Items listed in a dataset

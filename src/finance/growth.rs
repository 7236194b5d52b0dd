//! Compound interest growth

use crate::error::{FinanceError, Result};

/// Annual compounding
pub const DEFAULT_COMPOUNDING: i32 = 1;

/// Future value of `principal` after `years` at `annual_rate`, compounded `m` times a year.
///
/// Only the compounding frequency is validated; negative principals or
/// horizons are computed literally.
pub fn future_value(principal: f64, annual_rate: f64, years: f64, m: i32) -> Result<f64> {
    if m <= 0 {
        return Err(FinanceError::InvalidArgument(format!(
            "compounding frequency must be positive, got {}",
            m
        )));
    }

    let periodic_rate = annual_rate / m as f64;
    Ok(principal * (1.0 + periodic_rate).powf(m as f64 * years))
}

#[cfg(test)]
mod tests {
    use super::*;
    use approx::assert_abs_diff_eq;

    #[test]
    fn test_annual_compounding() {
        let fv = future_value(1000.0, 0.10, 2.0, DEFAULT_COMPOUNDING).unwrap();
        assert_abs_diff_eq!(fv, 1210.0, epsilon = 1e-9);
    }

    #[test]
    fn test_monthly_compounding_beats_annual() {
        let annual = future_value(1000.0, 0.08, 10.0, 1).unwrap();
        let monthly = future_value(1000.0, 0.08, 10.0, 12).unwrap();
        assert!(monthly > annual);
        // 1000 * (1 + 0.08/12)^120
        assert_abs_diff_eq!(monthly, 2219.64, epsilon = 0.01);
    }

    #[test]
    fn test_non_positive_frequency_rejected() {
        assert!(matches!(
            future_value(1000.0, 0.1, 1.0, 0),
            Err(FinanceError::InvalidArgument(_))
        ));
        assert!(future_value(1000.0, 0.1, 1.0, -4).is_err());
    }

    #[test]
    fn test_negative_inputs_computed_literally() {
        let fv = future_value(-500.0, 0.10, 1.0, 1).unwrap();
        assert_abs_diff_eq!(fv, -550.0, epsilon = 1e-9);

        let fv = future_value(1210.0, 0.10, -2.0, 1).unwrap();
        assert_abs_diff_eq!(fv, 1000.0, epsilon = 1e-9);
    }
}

* * *

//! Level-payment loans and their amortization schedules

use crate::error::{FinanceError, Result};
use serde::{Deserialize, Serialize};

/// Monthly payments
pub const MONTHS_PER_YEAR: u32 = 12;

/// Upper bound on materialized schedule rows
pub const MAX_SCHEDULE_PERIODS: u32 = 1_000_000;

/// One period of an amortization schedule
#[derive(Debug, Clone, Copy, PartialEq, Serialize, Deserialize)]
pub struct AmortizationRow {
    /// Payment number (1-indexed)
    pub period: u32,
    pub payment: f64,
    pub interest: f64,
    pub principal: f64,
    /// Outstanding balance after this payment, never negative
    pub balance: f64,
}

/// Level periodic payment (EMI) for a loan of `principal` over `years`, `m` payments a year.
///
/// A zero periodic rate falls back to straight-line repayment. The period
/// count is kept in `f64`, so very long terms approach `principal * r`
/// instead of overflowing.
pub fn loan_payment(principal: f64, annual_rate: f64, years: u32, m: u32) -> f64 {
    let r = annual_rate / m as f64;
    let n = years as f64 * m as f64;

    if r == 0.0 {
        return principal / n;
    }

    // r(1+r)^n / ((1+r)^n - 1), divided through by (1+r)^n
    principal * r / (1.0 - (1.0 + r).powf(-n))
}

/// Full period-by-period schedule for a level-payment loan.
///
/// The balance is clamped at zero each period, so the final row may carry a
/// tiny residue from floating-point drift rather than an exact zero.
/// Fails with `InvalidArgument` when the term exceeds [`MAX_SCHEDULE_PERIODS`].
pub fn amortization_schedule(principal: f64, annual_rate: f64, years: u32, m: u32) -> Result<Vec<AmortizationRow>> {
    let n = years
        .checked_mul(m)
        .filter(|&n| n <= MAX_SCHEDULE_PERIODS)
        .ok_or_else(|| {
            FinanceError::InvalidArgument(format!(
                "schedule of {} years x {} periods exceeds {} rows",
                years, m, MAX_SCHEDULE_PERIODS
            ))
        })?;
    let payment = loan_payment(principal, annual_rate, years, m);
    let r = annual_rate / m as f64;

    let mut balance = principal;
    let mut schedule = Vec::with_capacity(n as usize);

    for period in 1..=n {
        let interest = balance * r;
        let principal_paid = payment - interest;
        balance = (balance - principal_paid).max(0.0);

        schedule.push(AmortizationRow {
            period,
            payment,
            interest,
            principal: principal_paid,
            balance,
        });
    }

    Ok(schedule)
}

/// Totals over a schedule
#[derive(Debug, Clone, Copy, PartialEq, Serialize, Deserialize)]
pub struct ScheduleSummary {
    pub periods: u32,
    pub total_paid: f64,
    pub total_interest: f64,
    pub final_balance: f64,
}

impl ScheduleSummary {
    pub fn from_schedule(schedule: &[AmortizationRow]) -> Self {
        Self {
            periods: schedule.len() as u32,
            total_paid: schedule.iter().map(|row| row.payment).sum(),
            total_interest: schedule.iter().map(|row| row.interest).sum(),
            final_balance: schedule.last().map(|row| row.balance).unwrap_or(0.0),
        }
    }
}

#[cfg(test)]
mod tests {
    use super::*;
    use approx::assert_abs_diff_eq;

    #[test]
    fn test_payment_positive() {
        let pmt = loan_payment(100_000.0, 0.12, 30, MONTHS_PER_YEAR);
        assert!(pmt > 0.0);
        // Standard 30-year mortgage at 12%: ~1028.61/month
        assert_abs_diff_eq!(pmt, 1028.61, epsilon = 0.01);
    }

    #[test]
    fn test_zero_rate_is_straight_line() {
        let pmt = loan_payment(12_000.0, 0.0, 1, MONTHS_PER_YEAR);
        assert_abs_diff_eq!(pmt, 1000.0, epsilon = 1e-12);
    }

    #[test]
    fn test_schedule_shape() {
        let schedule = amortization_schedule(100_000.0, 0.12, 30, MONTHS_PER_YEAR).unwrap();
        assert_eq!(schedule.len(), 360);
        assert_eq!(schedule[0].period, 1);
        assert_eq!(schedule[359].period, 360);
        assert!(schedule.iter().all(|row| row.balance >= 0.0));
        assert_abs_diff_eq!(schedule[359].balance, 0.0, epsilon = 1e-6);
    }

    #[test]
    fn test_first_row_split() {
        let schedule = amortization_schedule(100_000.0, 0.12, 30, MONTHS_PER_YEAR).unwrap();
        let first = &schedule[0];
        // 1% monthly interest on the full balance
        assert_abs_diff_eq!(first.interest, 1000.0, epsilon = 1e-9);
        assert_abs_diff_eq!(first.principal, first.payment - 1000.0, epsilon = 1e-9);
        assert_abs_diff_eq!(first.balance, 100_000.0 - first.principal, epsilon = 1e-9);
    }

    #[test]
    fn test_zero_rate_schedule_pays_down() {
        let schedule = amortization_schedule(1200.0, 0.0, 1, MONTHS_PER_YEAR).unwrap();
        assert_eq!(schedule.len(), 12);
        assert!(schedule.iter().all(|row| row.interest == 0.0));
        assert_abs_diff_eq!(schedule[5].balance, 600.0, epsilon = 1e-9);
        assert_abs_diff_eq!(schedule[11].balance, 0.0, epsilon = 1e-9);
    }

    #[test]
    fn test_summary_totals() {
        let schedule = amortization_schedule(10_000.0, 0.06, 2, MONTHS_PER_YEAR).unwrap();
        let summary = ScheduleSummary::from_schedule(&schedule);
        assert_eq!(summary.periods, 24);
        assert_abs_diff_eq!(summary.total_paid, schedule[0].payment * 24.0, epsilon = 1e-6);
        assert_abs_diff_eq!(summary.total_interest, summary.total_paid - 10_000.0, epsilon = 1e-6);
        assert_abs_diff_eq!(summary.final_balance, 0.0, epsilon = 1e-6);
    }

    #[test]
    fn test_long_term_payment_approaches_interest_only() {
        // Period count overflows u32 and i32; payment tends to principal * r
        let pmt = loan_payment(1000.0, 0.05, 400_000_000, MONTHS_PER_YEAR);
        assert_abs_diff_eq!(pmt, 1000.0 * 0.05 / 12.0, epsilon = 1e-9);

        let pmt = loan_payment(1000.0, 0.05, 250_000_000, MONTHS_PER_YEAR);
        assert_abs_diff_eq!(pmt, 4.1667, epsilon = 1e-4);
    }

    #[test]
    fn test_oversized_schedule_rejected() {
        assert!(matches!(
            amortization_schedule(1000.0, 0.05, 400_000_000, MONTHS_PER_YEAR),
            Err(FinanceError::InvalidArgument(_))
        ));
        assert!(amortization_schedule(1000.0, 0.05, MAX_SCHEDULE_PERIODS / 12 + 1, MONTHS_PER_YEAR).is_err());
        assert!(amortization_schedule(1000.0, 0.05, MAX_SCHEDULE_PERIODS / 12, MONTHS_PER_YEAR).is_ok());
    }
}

Exercise requirements: Look above for the line that contains "- 1000.0, epsilon = 1e-9);". Starting there, transcribe every line exactly until you have copied the line that contains "assert_eq!(summary.periods, 24);".

Exercise result:
        assert_abs_diff_eq!(first.principal, first.payment - 1000.0, epsilon = 1e-9);
        assert_abs_diff_eq!(first.balance, 100_000.0 - first.principal, epsilon = 1e-9);
    }

    #[test]
    fn test_zero_rate_schedule_pays_down() {
        let schedule = amortization_schedule(1200.0, 0.0, 1, MONTHS_PER_YEAR).unwrap();
        assert_eq!(schedule.len(), 12);
        assert!(schedule.iter().all(|row| row.interest == 0.0));
        assert_abs_diff_eq!(schedule[5].balance, 600.0, epsilon = 1e-9);
        assert_abs_diff_eq!(schedule[11].balance, 0.0, epsilon = 1e-9);
    }

    #[test]
    fn test_summary_totals() {
        let schedule = amortization_schedule(10_000.0, 0.06, 2, MONTHS_PER_YEAR).unwrap();
        let summary = ScheduleSummary::from_schedule(&schedule);
        assert_eq!(summary.periods, 24);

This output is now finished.